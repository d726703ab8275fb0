//! Stable node identity.
//!
//! Ids are random UUIDs assigned at creation and kept through persistence,
//! so they never depend on a node's position in the graph.

use std::fmt;
use uuid::Uuid;

#[derive(Clone, Copy, PartialEq, Eq, Hash, PartialOrd, Ord, serde::Serialize, serde::Deserialize)]
#[serde(transparent)]
pub struct NodeId(pub Uuid);

impl NodeId {
    pub const NIL: NodeId = NodeId(Uuid::nil());

    pub fn new() -> Self {
        Self(Uuid::new_v4())
    }

    #[inline]
    pub fn is_nil(self) -> bool {
        self == Self::NIL
    }

    pub fn parse(text: &str) -> Option<Self> {
        Uuid::parse_str(text).ok().map(Self)
    }

    /// First 8 hex digits, enough to tell nodes apart in logs.
    pub fn short(&self) -> String {
        let mut text = self.0.simple().to_string();
        text.truncate(8);
        text
    }
}

impl Default for NodeId {
    fn default() -> Self {
        Self::new()
    }
}

impl fmt::Debug for NodeId {
    fn fmt(&self, f: &mut fmt::Formatter<'_>) -> fmt::Result {
        if self.is_nil() {
            write!(f, "NodeId(NIL)")
        } else {
            write!(f, "NodeId({})", self.short())
        }
    }
}

impl fmt::Display for NodeId {
    fn fmt(&self, f: &mut fmt::Formatter<'_>) -> fmt::Result {
        fmt::Display::fmt(&self.0, f)
    }
}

+ + +

## ACTIVITY:
Could you write out every entry above exactly as it appears?

## ANSWER SECTION:
repository d726703ab8275fb0
//! Stable node identity.
//!
//! Ids are random UUIDs assigned at creation and kept through persistence,
//! so they never depend on a node's position in the graph.

use std::fmt;
use uuid::Uuid;

#[derive(Clone, Copy, PartialEq, Eq, Hash, PartialOrd, Ord, serde::Serialize, serde::Deserialize)]
#[serde(transparent)]
pub struct NodeId(pub Uuid);

impl NodeId {
    pub const NIL: NodeId = NodeId(Uuid::nil());

    pub fn new() -> Self {
        Self(Uuid::new_v4())
    }

    #[inline]
    pub fn is_nil(self) -> bool {
        self == Self::NIL
    }

    pub fn parse(text: &str) -> Option<Self> {
        Uuid::parse_str(text).ok().map(Self)
    }

    /// First 8 hex digits, enough to tell nodes apart in logs.
    pub fn short(&self) -> String {
        let mut text = self.0.simple().to_string();
        text.truncate(8);
        text
    }
}

impl Default for NodeId {
    fn default() -> Self {
        Self::new()
    }
}

impl fmt::Debug for NodeId {
    fn fmt(&self, f: &mut fmt::Formatter<'_>) -> fmt::Result {
        if self.is_nil() {
            write!(f, "NodeId(NIL)")
        } else {
            write!(f, "NodeId({})", self.short())
        }
    }
}

impl fmt::Display for NodeId {
    fn fmt(&self, f: &mut fmt::Formatter<'_>) -> fmt::Result {
        fmt::Display::fmt(&self.0, f)
    }
}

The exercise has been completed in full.